Leader of the PMSD
- Incumbent
- Assumed office 1996-2004

Minister of Industry
- In office 1987–1988

Minister of Labour and Industrial Relations
- In office 1983–1987

Councillor at Municipality of Beau Bassin - Rose Hill
- In office 1983–1988

Permanent Secretary
- In office 1954–1982

Personal details
- Born: 8 March 1932 Rose Hill, British Mauritius
- Died: 12 October 2004 (aged 72) Mauritius
- Party: PMSD Parti Gaëtan Duval (PGD)
- Relations: Gaëtan Duval (brother)
- Children: 1 son (Hervé Duval Jr) and 3 daughters
- Education: Royal College of Curepipe

= Hervé Duval =

Mauritian politician (1932–2004)

Joseph Hervé Duval (8 March 1932 – 12 October 2004), most commonly known as Hervé Duval or Vévé, was a Mauritian senior civil servant and trade-unionist who later became a politician.

==Early life and education==
Duval was born in Rose Hill on 8 March 1932 in an upper middle-class Creole family of mixed ancestry. His father Charles was a civil servant and his mother Rosina Henrisson (1902-1989) was a housewife. In 1933, when Hervé was barely 8 months of age, his father died, forcing him, his mother and elder brother Gaëtan into poverty. Despite these hard times, Hervé followed the footsteps of his brother Gaëtan by attending Saint-Enfant-Jésus RCA primary school and then the Royal College of Curepipe. In the early 1950s he worked as a secondary school teacher at Collège du Saint-Esprit where he worked alongside Guy Ollivry, who later studied to become a lawyer and founder of Union Démocratique Mauricienne. Hervé Duval then took up employment in the civil service where he worked for 28 years. During that time he also served as a trade-unionist for the Federation of Civil Service and Other Unions (FCSOU), and also organised the first ever strikes of civil servants.

==Political career==
Following the electoral victory of the MMM-PSM coalition in 1982, Hervé Duval's employment in the Civil Service as Permanent Secretary in the Ministry of Foreign Affairs and Tourism, was abruptly terminated. The MMM-PSM government led by Harish Boodhoo, Anerood Jugnauth and Paul Bérenger amended Section 113 of the Constitution, making senior civil servants' vulnerable and subservient to the ruling political force. As a result, a witch-hunt ensued during which Hervé Duval, Kanti Banymandhub, D. Purmessur, solicitor-general Edwin Venchard, Jean Delaître (MBC), Pynee Padayachy, and B. Ghoorah were among those who lost their job in the civil service as they were perceived to be too close to the previous regime of Labour-PMSD. Hervé Duval then joined his brother's political party, the PMSD and was elected in May 1983 as a candidate in the municipal by-elections in Beau Bassin-Rose Hill, defeating his main rival Gérard Ahnee of the MMM.

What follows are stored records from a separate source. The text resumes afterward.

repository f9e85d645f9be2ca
/*
 * Responsibility
 * - v1 public surface (routes(), extractors, state)
 */
pub mod dto;
pub mod extractors;
pub mod handlers;
mod routes;
pub mod state;

pub use routes::routes;
pub use state::ApiState;
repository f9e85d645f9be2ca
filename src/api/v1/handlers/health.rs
/*
 * Responsibility
 * - GET /health (liveness; not behind the token gate)
 */
use axum::{Json, http::StatusCode, response::IntoResponse};
use serde_json::json;

pub async fn health() -> impl IntoResponse {
    (StatusCode::OK, Json(json!({"status": "ok"})))
}
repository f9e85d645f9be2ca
/*
 * Responsibility
 * - Locate the candidate token for one request (cookie phase, then header phase)
 * - No validation here: the result is an opaque string or nothing
 */
use axum::http::{HeaderMap, header};
use axum_extra::extract::cookie::CookieJar;

use crate::services::auth::policy::{CookieSource, HeaderSource, Policy};
use crate::services::cookie::CookieUnsigner;

/// Per-request credential carriers, read-only.
#[derive(Debug, Clone, Default)]
pub struct RawCredentialSource<'a> {
    /// `None` when the request carried no `Cookie` header at all.
    pub cookies: Option<CookieJar>,
    pub authorization: Option<&'a str>,
}

impl<'a> RawCredentialSource<'a> {
    pub fn from_headers(headers: &'a HeaderMap) -> Self {
        let cookies = headers
            .contains_key(header::COOKIE)
            .then(|| CookieJar::from_headers(headers));

        let authorization = headers
            .get(header::AUTHORIZATION)
            .and_then(|v| v.to_str().ok());

        Self {
            cookies,
            authorization,
        }
    }
}

#[derive(Debug, PartialEq, Eq)]
enum CookieLookup {
    Absent,
    Found(String),
    // Present but the signature did not verify
    Rejected,
}

/// Apply `policy` to `source`. Cookie wins over header; a rejected signed cookie
/// does not fall back to the header.
pub fn extract_token(
    policy: &Policy,
    source: &RawCredentialSource<'_>,
    unsigner: Option<&dyn CookieUnsigner>,
) -> Option<String> {
    match lookup_cookie(policy, source, unsigner) {
        CookieLookup::Found(token) => Some(token),
        CookieLookup::Rejected => None,
        CookieLookup::Absent => lookup_header(policy.header(), source.authorization),
    }
}

fn lookup_cookie(
    policy: &Policy,
    source: &RawCredentialSource<'_>,
    unsigner: Option<&dyn CookieUnsigner>,
) -> CookieLookup {
    let CookieSource::Named(name) = policy.cookie() else {
        return CookieLookup::Absent;
    };
    let Some(jar) = &source.cookies else {
        return CookieLookup::Absent;
    };

    let raw = match jar.get(name).map(|c| c.value()) {
        Some(v) if !v.is_empty() => v,
        _ => return CookieLookup::Absent,
    };

    if !policy.cookie_signed() {
        return CookieLookup::Found(raw.to_string());
    }

    // Resolution guarantees an unsigner whenever signed cookies are read
    match unsigner.and_then(|u| u.unsign(name, raw)) {
        None => CookieLookup::Rejected,
        // Verified but empty (e.g. cleared on logout): no token from this phase
        Some(value) if value.is_empty() => CookieLookup::Absent,
        Some(value) => CookieLookup::Found(value),
    }
}

fn lookup_header(scheme: &HeaderSource, authorization: Option<&str>) -> Option<String> {
    let value = authorization.filter(|v| !v.is_empty())?;

    match scheme {
        HeaderSource::Disabled => None,
        HeaderSource::Raw => Some(value.to_string()),
        HeaderSource::Scheme(scheme) => {
            let mut parts = value.split(' ');
            match (parts.next(), parts.next(), parts.next()) {
                (Some(s), Some(token), None) if s == scheme && !token.is_empty() => {
                    Some(token.to_string())
                }
                _ => None,
            }
        }
    }
}

#[cfg(test)]
mod tests {
    use std::sync::atomic::{AtomicUsize, Ordering};

    use axum_extra::extract::cookie::Cookie;
    use serde_json::json;

    use super::*;
    use crate::services::auth::policy::RawOptions;

    struct CountingUnsigner {
        calls: AtomicUsize,
        valid: bool,
    }

    impl CountingUnsigner {
        fn new(valid: bool) -> Self {
            Self {
                calls: AtomicUsize::new(0),
                valid,
            }
        }
    }

    impl CookieUnsigner for CountingUnsigner {
        fn unsign(&self, _name: &str, signed: &str) -> Option<String> {
            self.calls.fetch_add(1, Ordering::SeqCst);
            self.valid
                .then(|| signed.strip_prefix("s:").unwrap_or(signed).to_string())
        }
    }

    fn policy(raw: RawOptions) -> Policy {
        Policy::resolve(&raw.with_auth(true)).unwrap()
    }

    fn base() -> RawOptions {
        RawOptions::new("meow")
    }

    fn jar(pairs: &[(&str, &str)]) -> Option<CookieJar> {
        let mut jar = CookieJar::new();
        for (name, value) in pairs {
            jar = jar.add(Cookie::new(name.to_string(), value.to_string()));
        }
        Some(jar)
    }

    fn source<'a>(
        cookies: Option<CookieJar>,
        authorization: Option<&'a str>,
    ) -> RawCredentialSource<'a> {
        RawCredentialSource {
            cookies,
            authorization,
        }
    }

    #[test]
    fn cookie_is_tried_before_header() {
        let src = source(jar(&[("token", "from-cookie")]), Some("from-header"));
        assert_eq!(
            extract_token(&policy(base()), &src, None).as_deref(),
            Some("from-cookie")
        );
    }

    #[test]
    fn targets_the_configured_cookie() {
        let p = policy(base().with_cookie(json!("rawr")));
        let src = source(jar(&[("token", "nope"), ("rawr", "yes")]), None);
        assert_eq!(extract_token(&p, &src, None).as_deref(), Some("yes"));
    }

    #[test]
    fn disabled_cookie_is_never_read() {
        let p = policy(base().with_cookie(json!(false)).with_header(json!("User")));
        let src = source(jar(&[("token", "meow")]), None);
        assert_eq!(extract_token(&p, &src, None), None);
    }

    #[test]
    fn absent_cookie_falls_back_to_header() {
        let src = source(jar(&[("other", "x")]), Some("abc123"));
        assert_eq!(
            extract_token(&policy(base()), &src, None).as_deref(),
            Some("abc123")
        );

        let no_jar = source(None, Some("abc123"));
        assert_eq!(
            extract_token(&policy(base()), &no_jar, None).as_deref(),
            Some("abc123")
        );
    }

    #[test]
    fn signed_cookie_is_unwrapped_once() {
        let p = policy(base().with_cookie_signed(json!(true)));
        let unsigner = CountingUnsigner::new(true);
        let src = source(jar(&[("token", "s:abc123")]), None);

        assert_eq!(
            extract_token(&p, &src, Some(&unsigner)).as_deref(),
            Some("abc123")
        );
        assert_eq!(unsigner.calls.load(Ordering::SeqCst), 1);
    }

    #[test]
    fn unsigned_policy_never_calls_unsigner() {
        let unsigner = CountingUnsigner::new(true);
        let src = source(jar(&[("token", "s:abc123")]), None);

        assert_eq!(
            extract_token(&policy(base()), &src, Some(&unsigner)).as_deref(),
            Some("s:abc123")
        );
        assert_eq!(unsigner.calls.load(Ordering::SeqCst), 0);
    }

    #[test]
    fn rejected_signed_cookie_does_not_fall_back_to_header() {
        let p = policy(base().with_cookie_signed(json!(true)));
        let unsigner = CountingUnsigner::new(false);
        let src = source(jar(&[("token", "forged")]), Some("valid-header-token"));

        assert_eq!(extract_token(&p, &src, Some(&unsigner)), None);
    }

    #[test]
    fn verified_empty_signed_cookie_falls_back_to_header() {
        let p = policy(base().with_cookie_signed(json!(true)));
        let unsigner = CountingUnsigner::new(true);
        let src = source(jar(&[("token", "s:")]), Some("valid-header-token"));

        assert_eq!(
            extract_token(&p, &src, Some(&unsigner)).as_deref(),
            Some("valid-header-token")
        );
        assert_eq!(unsigner.calls.load(Ordering::SeqCst), 1);
    }

    #[test]
    fn scheme_must_match_exactly() {
        let p = policy(base().with_header(json!("User")));

        let ok = source(None, Some("User abc123"));
        assert_eq!(extract_token(&p, &ok, None).as_deref(), Some("abc123"));

        let rejected = [
            "Other abc123",
            "user abc123",
            "abc123",
            "User a b",
            "User  abc123",
            "User ",
        ];
        for header in rejected {
            let src = source(None, Some(header));
            assert_eq!(extract_token(&p, &src, None), None, "header {header:?}");
        }
    }

    #[test]
    fn raw_header_mode_takes_whole_value() {
        let src = source(None, Some("Bearer abc123"));
        assert_eq!(
            extract_token(&policy(base()), &src, None).as_deref(),
            Some("Bearer abc123")
        );
    }

    #[test]
    fn disabled_header_is_never_read() {
        let p = policy(base().with_header(json!(false)));
        let src = source(Some(CookieJar::new()), Some("meow"));
        assert_eq!(extract_token(&p, &src, None), None);
    }

    #[test]
    fn reads_cookie_and_authorization_from_headers() {
        let mut headers = HeaderMap::new();
        headers.insert(header::COOKIE, "token=abc; other=1".parse().unwrap());
        headers.insert(header::AUTHORIZATION, "User xyz".parse().unwrap());

        let src = RawCredentialSource::from_headers(&headers);
        assert_eq!(src.authorization, Some("User xyz"));
        assert_eq!(
            src.cookies.as_ref().and_then(|j| j.get("token")).map(|c| c.value()),
            Some("abc")
        );

        let empty = HeaderMap::new();
        assert!(RawCredentialSource::from_headers(&empty).cookies.is_none());
    }
}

At the Legislative Assembly Elections held on 21 August 1983, Hervé Duval was elected in Constituency No. 20 Beau Bassin-Petite Rivière as a candidate of the MSM-PTr-PMSD coalition, in second position after Jean Régis Finette of the MMM. He became Minister of Labour and Industrial Relations before becoming the Minister of Housing.

Hervé Duval was a candidate of the PMSD at the Legislative Assembly Elections held on 30 August 1987 and was elected in Constituency No.17 Curepipe-Midlands. He became the Minister of Industry but soon resigned in 1988 when the PMSD left the government. Soon afterwards he took on the role of chief editor of the weekly newspaper Le Rassembleur at a critical time when his elder brother Gaëtan went under trial for the 1971 murder of MMM activist Azor Adelaide.

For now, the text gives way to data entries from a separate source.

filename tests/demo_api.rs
//! End-to-end flow through the demo router: issue a token, use it, revoke it.

use std::net::SocketAddr;

use axum::{
    Router,
    body::{Body, to_bytes},
    http::{Request, Response, StatusCode, header},
};
use axum_tokenize::{
    RawOptions,
    app::{build_router, build_state},
    config::{AppEnv, Config, HttpSettings},
};
use serde_json::{Value, json};
use tower::ServiceExt;

fn config(tokenize: RawOptions, cookie_secret: Option<&str>) -> Config {
    Config {
        addr: SocketAddr::from(([127, 0, 0, 1], 0)),
        app_env: AppEnv::Development,
        http: HttpSettings::default(),
        tokenize,
        cookie_secret: cookie_secret.map(str::to_string),
        demo_accounts: vec!["meow".to_string(), "rawr".to_string()],
    }
}

fn router(tokenize: RawOptions, cookie_secret: Option<&str>) -> Router {
    let config = config(tokenize, cookie_secret);
    build_router(build_state(&config).unwrap(), &config.http)
}

async fn json_body(resp: Response<Body>) -> Value {
    let bytes = to_bytes(resp.into_body(), usize::MAX).await.unwrap();
    serde_json::from_slice(&bytes).unwrap_or(Value::Null)
}

fn login(account_id: &str) -> Request<Body> {
    Request::builder()
        .method("POST")
        .uri("/api/v1/sessions")
        .header(header::CONTENT_TYPE, "application/json")
        .body(Body::from(json!({ "account_id": account_id }).to_string()))
        .unwrap()
}

fn me(cookie: Option<&str>, authorization: Option<&str>) -> Request<Body> {
    let mut builder = Request::builder().uri("/api/v1/me");
    if let Some(cookie) = cookie {
        builder = builder.header(header::COOKIE, cookie);
    }
    if let Some(authorization) = authorization {
        builder = builder.header(header::AUTHORIZATION, authorization);
    }
    builder.body(Body::empty()).unwrap()
}

fn set_cookie_pair(resp: &Response<Body>) -> String {
    resp.headers()
        .get(header::SET_COOKIE)
        .and_then(|v| v.to_str().ok())
        .and_then(|v| v.split(';').next())
        .unwrap()
        .to_string()
}

#[tokio::test]
async fn login_then_me_then_reset() {
    let app = router(RawOptions::new("meow").with_auth(true), None);

    let resp = app.clone().oneshot(login("meow")).await.unwrap();
    assert_eq!(resp.status(), StatusCode::CREATED);
    let token = json_body(resp).await["token"].as_str().unwrap().to_string();

    let resp = app.clone().oneshot(me(None, Some(&token))).await.unwrap();
    assert_eq!(resp.status(), StatusCode::OK);
    assert_eq!(json_body(resp).await["id"], "meow");

    // Token reset timestamps have one-second resolution
    tokio::time::sleep(std::time::Duration::from_millis(1100)).await;

    let reset = Request::builder()
        .method("POST")
        .uri("/api/v1/me/reset")
        .header(header::AUTHORIZATION, &token)
        .body(Body::empty())
        .unwrap();
    let resp = app.clone().oneshot(reset).await.unwrap();
    assert_eq!(resp.status(), StatusCode::NO_CONTENT);

    let resp = app.clone().oneshot(me(None, Some(&token))).await.unwrap();
    assert_eq!(resp.status(), StatusCode::UNAUTHORIZED);
    assert_eq!(json_body(resp).await["error"]["code"], "INVALID_TOKEN");

    let resp = app.clone().oneshot(login("meow")).await.unwrap();
    let fresh = json_body(resp).await["token"].as_str().unwrap().to_string();
    let resp = app.oneshot(me(None, Some(&fresh))).await.unwrap();
    assert_eq!(resp.status(), StatusCode::OK);
}

#[tokio::test]
async fn unknown_account_cannot_log_in() {
    let app = router(RawOptions::new("meow").with_auth(true), None);
    let resp = app.clone().oneshot(login("nobody")).await.unwrap();
    assert_eq!(resp.status(), StatusCode::NOT_FOUND);

    let resp = app.oneshot(login("  ")).await.unwrap();
    assert_eq!(resp.status(), StatusCode::BAD_REQUEST);
}

#[tokio::test]
async fn issued_cookie_authenticates() {
    let app = router(RawOptions::new("meow").with_auth(true), None);

    let resp = app.clone().oneshot(login("rawr")).await.unwrap();
    let cookie = set_cookie_pair(&resp);
    assert!(cookie.starts_with("token="));

    let resp = app.oneshot(me(Some(&cookie), None)).await.unwrap();
    assert_eq!(json_body(resp).await["id"], "rawr");
}

#[tokio::test]
async fn signed_cookie_round_trip() {
    let raw = RawOptions::new("meow")
        .with_auth(true)
        .with_cookie_signed(json!(true));
    let app = router(raw, Some("cookie-secret"));

    let resp = app.clone().oneshot(login("meow")).await.unwrap();
    let cookie = set_cookie_pair(&resp);
    let token = json_body(resp).await["token"].as_str().unwrap().to_string();

    let resp = app.clone().oneshot(me(Some(&cookie), None)).await.unwrap();
    assert_eq!(json_body(resp).await["id"], "meow");

    // The bare token is not a validly signed cookie
    let resp = app
        .oneshot(me(Some(&format!("token={token}")), Some(&token)))
        .await
        .unwrap();
    assert_eq!(resp.status(), StatusCode::UNAUTHORIZED);
    assert_eq!(json_body(resp).await["error"]["code"], "NO_TOKEN");
}

#[tokio::test]
async fn signed_cookies_without_secret_fail_startup() {
    let raw = RawOptions::new("meow")
        .with_auth(true)
        .with_cookie_signed(json!(true));
    assert!(build_state(&config(raw, None)).is_err());
}

#[tokio::test]
async fn auth_disabled_does_not_mount_me() {
    let app = router(RawOptions::new("meow"), None);
    let resp = app.clone().oneshot(me(None, Some("anything"))).await.unwrap();
    assert_eq!(resp.status(), StatusCode::NOT_FOUND);

    let resp = app.oneshot(login("meow")).await.unwrap();
    assert_eq!(resp.status(), StatusCode::CREATED);
}

#[tokio::test]
async fn signed_flag_with_cookie_disabled_needs_no_secret() {
    let raw = RawOptions::new("meow")
        .with_auth(true)
        .with_cookie(json!(false))
        .with_cookie_signed(json!(true));
    let app = router(raw, None);

    let resp = app.clone().oneshot(login("meow")).await.unwrap();
    assert!(resp.headers().get(header::SET_COOKIE).is_none());
    let token = json_body(resp).await["token"].as_str().unwrap().to_string();

    let resp = app.oneshot(me(None, Some(&token))).await.unwrap();
    assert_eq!(json_body(resp).await["id"], "meow");
}
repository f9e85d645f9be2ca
/*
 * Responsibility
 * - v1 URL layout
 * - Public routes (/health, /sessions) vs. routes behind the token gate (/me)
 */
use std::sync::Arc;

use axum::{
    Router,
    routing::{get, post},
};

use crate::api::v1::handlers::{
    health::health,
    sessions::{create_session, me, reset_me},
};
use crate::api::v1::state::ApiState;
use crate::middleware::auth::access;

pub fn routes(state: &ApiState) -> Router<ApiState> {
    let public = Router::new()
        .route("/health", get(health))
        .route("/sessions", post(create_session));

    let Some(verifier) = state.app.verifier() else {
        tracing::warn!("auth pipeline disabled; /me routes are not mounted");
        return public;
    };

    let protected = Router::new()
        .route("/me", get(me))
        .route("/me/reset", post(reset_me));

    public.merge(access::apply(protected, Arc::clone(verifier)))
}
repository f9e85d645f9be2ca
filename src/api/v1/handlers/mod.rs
pub mod health;
pub mod sessions;
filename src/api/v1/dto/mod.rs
pub mod sessions;
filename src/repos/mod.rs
pub mod account_repo;
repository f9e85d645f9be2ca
/*
 * Responsibility
 * - The identity slot the gate fills in request extensions
 * - Handlers never see tokens, only the resolved account
 */

/// Account resolved by the token gate for the current request.
///
/// Inserted fresh on every request; the gate removes any earlier value first.
#[derive(Debug, Clone)]
pub struct Authenticated<A>(pub A);

impl<A> Authenticated<A> {
    pub fn into_inner(self) -> A {
        self.0
    }
}
/*
 * Responsibility
 * - POST /sessions: issue a token through the engine handle (login stand-in)
 * - GET /me, POST /me/reset: gated; read the account attached by the token gate
 */
use axum::{Json, extract::State, http::StatusCode};
use axum_extra::extract::cookie::{Cookie, CookieJar, SameSite, SignedCookieJar};

use crate::{
    api::v1::{
        dto::sessions::{AccountResponse, CreateSessionRequest, SessionResponse},
        extractors::CurrentAccount,
        state::ApiState,
    },
    error::AppError,
    repos::account_repo::Account,
    services::auth::CookieSource,
};

pub async fn create_session(
    State(api): State<ApiState>,
    jar: CookieJar,
    Json(req): Json<CreateSessionRequest>,
) -> Result<(StatusCode, CookieJar, Option<SignedCookieJar>, Json<SessionResponse>), AppError> {
    req.validate()
        .map_err(|msg| AppError::bad_request("INVALID_REQUEST", msg))?;

    api.accounts
        .get(&req.account_id)
        .await
        .ok_or(AppError::not_found("account"))?;

    let token = api.app.tokenize().generate(&req.account_id).map_err(|e| {
        tracing::error!(error = %e, "failed to issue token");
        AppError::Internal
    })?;

    // Mirror the gate's cookie policy so browsers can authenticate without the header
    let policy = api.app.verifier().map(|v| v.policy());
    let (jar, signed) = match policy {
        Some(policy) => match policy.cookie() {
            CookieSource::Named(name) => {
                let cookie = Cookie::build((name.clone(), token.clone()))
                    .path("/")
                    .http_only(true)
                    .same_site(SameSite::Lax);

                match (&api.cookie_signer, policy.cookie_signed()) {
                    (Some(signer), true) => (jar, Some(signer.jar().add(cookie))),
                    _ => (jar.add(cookie), None),
                }
            }
            CookieSource::Disabled => (jar, None),
        },
        None => (jar, None),
    };

    tracing::info!(account_id = %req.account_id, "token issued");

    Ok((
        StatusCode::CREATED,
        jar,
        signed,
        Json(SessionResponse {
            token,
            token_type: "Tokenize",
        }),
    ))
}

pub async fn me(CurrentAccount(account): CurrentAccount<Account>) -> Json<AccountResponse> {
    Json(AccountResponse {
        id: account.id,
        last_token_reset: account.last_token_reset,
    })
}

pub async fn reset_me(
    State(api): State<ApiState>,
    CurrentAccount(account): CurrentAccount<Account>,
) -> Result<StatusCode, AppError> {
    let now = api.app.tokenize().now();
    api.accounts
        .reset_tokens(&account.id, now)
        .await
        .ok_or(AppError::not_found("account"))?;

    tracing::info!(account_id = %account.id, "tokens reset");
    Ok(StatusCode::NO_CONTENT)
}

At the Legislative Assembly Elections held on 15 September 1991, Hervé Duval stood as a candidate of the PTr-PMSD coalition in Constituency No. 12 (Mahébourg-Plaine Magnien) but he was not elected.

Hervé Duval was a candidate of the Parti Gaetan Duval in Constituency No. 20 (Beau Bassin and Petite Rivière) at the National Assembly Elections held on 20 December 1995, but he was not elected, defeated by Joceline Minerve, Rajesh Bhagwan and Monique Ohsan-Bellepeau of the PTr-MMM coalition.

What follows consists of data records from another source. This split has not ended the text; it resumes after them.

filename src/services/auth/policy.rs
/*
 * Responsibility
 * - Raw registration options as they arrive from a document or the environment
 * - Normalize them once into an immutable Policy (where to look for a token, and how)
 */
use serde::{Deserialize, Deserializer};
use serde_json::Value;

use crate::config::ConfigError;

pub const DEFAULT_COOKIE_NAME: &str = "token";

/// Registration options before any validation.
///
/// Loosely-typed fields are kept as `Value` so shape errors (`cookie: 69`) surface as
/// `ConfigError` at setup instead of a deserialization failure. Every field
/// distinguishes "absent" (`None`) from an explicit `null` (`Some(Value::Null)`).
#[derive(Debug, Clone, Default, Deserialize)]
#[serde(rename_all = "camelCase")]
pub struct RawOptions {
    #[serde(default, deserialize_with = "present")]
    pub secret: Option<Value>,
    #[serde(default, alias = "fastifyAuth", deserialize_with = "present")]
    pub auth: Option<Value>,
    #[serde(default, deserialize_with = "present")]
    pub cookie: Option<Value>,
    #[serde(default, deserialize_with = "present")]
    pub header: Option<Value>,
    #[serde(default, deserialize_with = "present")]
    pub cookie_signed: Option<Value>,
}

fn present<'de, D>(deserializer: D) -> Result<Option<Value>, D::Error>
where
    D: Deserializer<'de>,
{
    Value::deserialize(deserializer).map(Some)
}

impl RawOptions {
    pub fn new(secret: impl Into<String>) -> Self {
        Self {
            secret: Some(Value::String(secret.into())),
            ..Self::default()
        }
    }

    pub fn with_auth(mut self, enabled: bool) -> Self {
        self.auth = Some(Value::Bool(enabled));
        self
    }

    pub fn with_cookie(mut self, cookie: Value) -> Self {
        self.cookie = Some(cookie);
        self
    }

    pub fn with_header(mut self, header: Value) -> Self {
        self.header = Some(header);
        self
    }

    pub fn with_cookie_signed(mut self, signed: Value) -> Self {
        self.cookie_signed = Some(signed);
        self
    }

    pub fn from_json_str(doc: &str) -> Result<Self, ConfigError> {
        serde_json::from_str(doc).map_err(|e| ConfigError::Malformed(e.to_string()))
    }

    /// Read `TOKENIZE_*` variables. `false`, `true` and `null` are taken literally.
    /// `.env` loading is left to the caller.
    pub fn from_env() -> Self {
        Self {
            secret: std::env::var("TOKENIZE_SECRET").ok().map(Value::String),
            auth: env_value("TOKENIZE_AUTH"),
            cookie: env_value("TOKENIZE_COOKIE"),
            header: env_value("TOKENIZE_HEADER"),
            cookie_signed: env_value("TOKENIZE_COOKIE_SIGNED"),
        }
    }

    /// The secret used to build the token engine.
    pub fn secret(&self) -> Result<&str, ConfigError> {
        match &self.secret {
            None | Some(Value::Null) => Err(ConfigError::SecretRequired),
            Some(Value::String(s)) if s.is_empty() => Err(ConfigError::SecretRequired),
            Some(Value::String(s)) => Ok(s),
            Some(_) => Err(ConfigError::SecretNotString),
        }
    }

    pub fn auth_enabled(&self) -> Result<bool, ConfigError> {
        match &self.auth {
            None | Some(Value::Null) => Ok(false),
            Some(Value::Bool(b)) => Ok(*b),
            Some(_) => Err(ConfigError::InvalidAuthFlag),
        }
    }
}

fn env_value(key: &str) -> Option<Value> {
    std::env::var(key).ok().map(|s| match s.as_str() {
        "false" => Value::Bool(false),
        "true" => Value::Bool(true),
        "null" => Value::Null,
        _ => Value::String(s),
    })
}

#[derive(Debug, Clone, PartialEq, Eq)]
pub enum CookieSource {
    Named(String),
    Disabled,
}

#[derive(Debug, Clone, PartialEq, Eq)]
pub enum HeaderSource {
    /// The whole header value is the token.
    Raw,
    /// `<scheme> <token>`, scheme compared case-sensitively.
    Scheme(String),
    Disabled,
}

/// Where and how to look for a credential. Built once, shared read-only by every request.
#[derive(Debug, Clone, PartialEq, Eq)]
pub struct Policy {
    cookie: CookieSource,
    cookie_signed: bool,
    header: HeaderSource,
}

impl Default for Policy {
    fn default() -> Self {
        Self {
            cookie: CookieSource::Named(DEFAULT_COOKIE_NAME.to_string()),
            cookie_signed: false,
            header: HeaderSource::Raw,
        }
    }
}

impl Policy {
    pub fn resolve(raw: &RawOptions) -> Result<Self, ConfigError> {
        let cookie = match &raw.cookie {
            None => CookieSource::Named(DEFAULT_COOKIE_NAME.to_string()),
            Some(Value::Bool(false)) => CookieSource::Disabled,
            Some(Value::String(name)) if !name.is_empty() => CookieSource::Named(name.clone()),
            Some(_) => return Err(ConfigError::InvalidCookie),
        };

        let header = match &raw.header {
            None | Some(Value::Null) => HeaderSource::Raw,
            Some(Value::Bool(false)) => HeaderSource::Disabled,
            Some(Value::String(scheme)) if !scheme.is_empty() => {
                HeaderSource::Scheme(scheme.clone())
            }
            Some(_) => return Err(ConfigError::InvalidHeader),
        };

        let cookie_signed = match &raw.cookie_signed {
            None => false,
            Some(Value::Bool(b)) => *b,
            Some(_) => return Err(ConfigError::InvalidCookieSigned),
        };

        if cookie == CookieSource::Disabled && header == HeaderSource::Disabled {
            return Err(ConfigError::BothSourcesDisabled);
        }

        Ok(Self {
            cookie,
            cookie_signed,
            header,
        })
    }

    pub fn cookie(&self) -> &CookieSource {
        &self.cookie
    }

    pub fn cookie_signed(&self) -> bool {
        self.cookie_signed
    }

    pub fn header(&self) -> &HeaderSource {
        &self.header
    }
}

At the time of Gaëtan Duval's death in May 1996 the internal strifes within the PMSD continued and had prompted Gaëtan Duval to form the new party Parti Gaëtan Duval. However, soon after Gaëtan's death, Hervé returned to the PMSD and became the party's new leader. On 10 September 1997, the politburo of the PMSD, led by Hervé Duval, gathered at Maurice Allet's home and expelled Xavier-Luc Duval by a majority vote for indiscipline and following his personal attacks against the party's leadership. Xavier Duval was against the new coalition formed by PMSD with its historical rival, the MMM. By the year 2000 he aligned the PMSD toward the MSM-MMM coalition, and became the PMSD's honorary president until his death in October 2004.

==Recognition==

- Mauritius:
  - Grand Officer of the Order of the Star and Key of the Indian Ocean (2003)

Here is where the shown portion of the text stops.